Between 1954 and 1975, Viet Nam had to fight another war for national liberation and unification. With untold hardships, the war came to a successful end following the victory of the historic Ho Chi Minh Operation in 1975. Since then, the unified Viet Nam has ushered into a new era of peace, unification and national construction.

However, in the first ten years of this period, many socio-economic targets were not achieved due to both internal and external reasons. Viet Nam’s economy fell into crisis and stagnation and people’s lives were difficult.

At the 7th Congress of the Communist Party in 1986, the Doi Moi (reform) policy was launched with the focus on economic reform. This marked an important milestone in the new stage of development of the Vietnamese nation. The Doi Moi policy was consistently reaffirmed throughout the later Party Congresses. With the implementation of four five-year socio-economic development plans, Viet Nam, from a food importing country, has become the second largest rice exporter in the world. Viet Nam also exports a lot of other commodities with well-known brands. The economy attained high growth rate in the late 20th century and the early years of the 21st century, people’s lives have been significantly improved; social policy received greater attention, the legal system has become increasingly complete and social management based on the rule of law put into place.

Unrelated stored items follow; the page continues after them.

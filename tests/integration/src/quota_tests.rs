//! Guest quota under concurrency

use crate::{shared_secret_config, user_request, TestGateway};
use futures::future::join_all;
use gateway_core::CallerContext;
use gateway_facade::AccessError;
use gateway_security::{QuotaConfig, QuotaTracker};
use std::sync::atomic::{AtomicU32, Ordering};
use std::time::Duration;

#[test]
fn test_parallel_consumers_get_exactly_the_limit() {
    let tracker = QuotaTracker::new(QuotaConfig::default());
    let guest = CallerContext::guest("guest-threads");
    let admitted = AtomicU32::new(0);
    let rejected = AtomicU32::new(0);

    std::thread::scope(|scope| {
        for _ in 0..16 {
            scope.spawn(|| {
                for _ in 0..4 {
                    match tracker.check_and_consume(&guest) {
                        Ok(_) => admitted.fetch_add(1, Ordering::SeqCst),
                        Err(_) => rejected.fetch_add(1, Ordering::SeqCst),
                    };
                }
            });
        }
    });

    assert_eq!(admitted.load(Ordering::SeqCst), 5);
    assert_eq!(rejected.load(Ordering::SeqCst), 59);
    assert_eq!(tracker.usage("guest-threads").unwrap().used, 5);
}

#[tokio::test(start_paused = true)]
async fn test_concurrent_guest_messages_admit_exactly_five() {
    let harness = TestGateway::new();
    harness.completion.set_delay(Duration::from_millis(50));
    let guest = CallerContext::guest("guest-burst");

    let results = join_all(
        (0..20).map(|i| harness.gateway.call_completion(&guest, user_request(&format!("message {i}")))),
    )
    .await;

    let ok = results.iter().filter(|r| r.is_ok()).count();
    let exceeded = results
        .iter()
        .filter(|r| matches!(r, Err(AccessError::QuotaExceeded { used: 5, limit: 5 })))
        .count();
    assert_eq!(ok, 5);
    assert_eq!(exceeded, 15);
    assert_eq!(harness.completion.calls(), 5);
    assert!(harness
        .rendered_metrics()
        .contains("gateway_quota_rejections_total 15"));
}

#[tokio::test(start_paused = true)]
async fn test_failed_messages_are_refunded_under_contention() {
    let harness = TestGateway::new();
    harness.completion.fail_next(2);
    let guest = CallerContext::guest("guest-refund");

    let results = join_all((0..5).map(|_| harness.gateway.call_completion(&guest, user_request("hi")))).await;
    assert_eq!(results.iter().filter(|r| r.is_err()).count(), 2);
    assert_eq!(harness.gateway.quota().usage("guest-refund").unwrap().used, 3);

    // The refunded messages can be sent again, and no more
    for _ in 0..2 {
        harness
            .gateway
            .call_completion(&guest, user_request("again"))
            .await
            .unwrap();
    }
    let err = harness
        .gateway
        .call_completion(&guest, user_request("one too many"))
        .await
        .unwrap_err();
    assert_eq!(err.status_code(), 429);
}

#[tokio::test]
async fn test_sessions_are_counted_separately() {
    let harness = TestGateway::new();
    let first = CallerContext::guest("guest-a");
    let second = CallerContext::guest("guest-b");

    for _ in 0..5 {
        harness.gateway.call_completion(&first, user_request("hi")).await.unwrap();
    }
    assert!(matches!(
        harness.gateway.call_completion(&first, user_request("hi")).await,
        Err(AccessError::QuotaExceeded { .. })
    ));
    harness.gateway.call_completion(&second, user_request("hi")).await.unwrap();

    // Signed-in callers are never counted
    let user = CallerContext::authenticated("user-1", "guest-a", chrono::Utc::now(), None);
    for _ in 0..10 {
        harness.gateway.call_completion(&user, user_request("hi")).await.unwrap();
    }
    assert_eq!(harness.gateway.quota().tracked_sessions(), 2);
}

#[tokio::test(start_paused = true)]
async fn test_quota_window_restarts() {
    let mut config = shared_secret_config();
    config.quota.guest_message_limit = 2;
    config.quota.window = Some(Duration::from_secs(3600));
    let harness = TestGateway::with_config(config);
    let guest = CallerContext::guest("guest-window");

    for _ in 0..2 {
        harness.gateway.call_completion(&guest, user_request("hi")).await.unwrap();
    }
    assert!(harness.gateway.call_completion(&guest, user_request("hi")).await.is_err());
    let usage = harness.gateway.quota().usage("guest-window").unwrap();
    assert_eq!(usage.resets_in, Some(Duration::from_secs(3600)));

    tokio::time::advance(Duration::from_secs(3600)).await;
    harness.gateway.call_completion(&guest, user_request("hi")).await.unwrap();
    assert_eq!(harness.gateway.quota().usage("guest-window").unwrap().used, 1);
}
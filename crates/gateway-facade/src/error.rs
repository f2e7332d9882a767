//! Public result categories of façade operations.

use gateway_core::{Dependency, GatewayError};
use serde::Serialize;

/// Result type of façade operations
pub type AccessResult<T> = Result<T, AccessError>;

/// Why a façade operation did not produce its payload.
///
/// Every internal failure lands in exactly one of these categories.
#[derive(Debug, Clone, PartialEq, Eq, Serialize, thiserror::Error)]
#[serde(tag = "error", rename_all = "snake_case")]
pub enum AccessError {
    /// Identity missing, invalid or expired where it is required
    #[error("Unauthorized: {reason}")]
    Unauthorized {
        /// Why access was denied
        reason: String,
    },

    /// The guest session used its message allowance; signing in lifts it
    #[error("Guest message limit reached ({used}/{limit})")]
    QuotaExceeded {
        /// Messages used
        used: u32,
        /// Allowance
        limit: u32,
    },

    /// A dependency could not serve the request
    #[error("{dependency} unavailable: {reason}")]
    DependencyUnavailable {
        /// Dependency name, or `gateway` for failures inside the gateway
        dependency: &'static str,
        /// Whether the call was short-circuited by an open breaker
        breaker_open: bool,
        /// Failure summary, free of secret material
        reason: String,
    },

    /// The caller sent malformed input
    #[error("Validation failed: {message}")]
    ValidationFailed {
        /// Offending field, if known
        field: Option<String>,
        /// Stable machine readable code
        code: String,
        /// Human readable message
        message: String,
    },
}

impl AccessError {
    /// Get error code for API responses
    #[must_use]
    pub fn error_code(&self) -> &'static str {
        match self {
            Self::Unauthorized { .. } => "unauthorized",
            Self::QuotaExceeded { .. } => "quota_exceeded",
            Self::DependencyUnavailable { .. } => "dependency_unavailable",
            Self::ValidationFailed { .. } => "validation_failed",
        }
    }

    /// Get HTTP status code for this error
    #[must_use]
    pub fn status_code(&self) -> u16 {
        match self {
            Self::Unauthorized { .. } => 401,
            Self::QuotaExceeded { .. } => 429,
            Self::DependencyUnavailable { .. } => 503,
            Self::ValidationFailed { .. } => 400,
        }
    }

    /// Whether the failure is a degraded dependency the caller may fall back from
    #[must_use]
    pub fn is_degraded(&self) -> bool {
        matches!(self, Self::DependencyUnavailable { .. })
    }

    /// Whether the call was refused by an open breaker without an attempt
    #[must_use]
    pub fn is_breaker_open(&self) -> bool {
        matches!(
            self,
            Self::DependencyUnavailable {
                breaker_open: true,
                ..
            }
        )
    }

    fn unavailable(dependency: Option<Dependency>, breaker_open: bool, reason: String) -> Self {
        Self::DependencyUnavailable {
            dependency: dependency.map_or("gateway", Dependency::name),
            breaker_open,
            reason,
        }
    }
}

impl From<GatewayError> for AccessError {
    fn from(err: GatewayError) -> Self {
        let dependency = err.dependency_of();
        let breaker_open = err.is_breaker_open();
        match err {
            GatewayError::Unauthorized { reason } => Self::Unauthorized { reason },
            GatewayError::QuotaExceeded { used, limit } => Self::QuotaExceeded { used, limit },
            GatewayError::Validation {
                message,
                field,
                code,
            } => Self::ValidationFailed {
                field,
                code,
                message,
            },
            GatewayError::BreakerOpen { .. }
            | GatewayError::Timeout { .. }
            | GatewayError::Cancelled { .. }
            | GatewayError::Dependency { .. }
            | GatewayError::Rejected { .. }
            | GatewayError::NotFound { .. }
            | GatewayError::SecretUnavailable { .. }
            | GatewayError::Configuration(_)
            | GatewayError::Internal(_) => Self::unavailable(dependency, breaker_open, err.to_string()),
        }
    }
}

Looking back on the formation and development of the Vietnamese nation, we can see that patriotism, self-reliance, tradition of unity and the willpower to fight for the righteous cause of the nation are the most important features and the moral standards of the Vietnamese. The tradition of industriousness, creativeness and patience originated from the life full of hardship of the Vietnamese people. The need to stand united to cope with difficulties and challenges has created close bonds between the people and the nature and among the people in the family and in the community in the family-village-nation relations. Throughout history, the Vietnamese people have been characterized by the traditions of mutual assistance, ethic-based lifestyle, benevolence, one-mindedness and sharing of hardships in needy times, flexible ways of behaviour, the tradition of eagerness to learn, respect for righteousness and tolerance. These are the powerful and endless endogenous strengths for the Vietnamese nation to embark on the cause of national construction towards the goals of strong country, prosperous people, just, democratic and advanced society.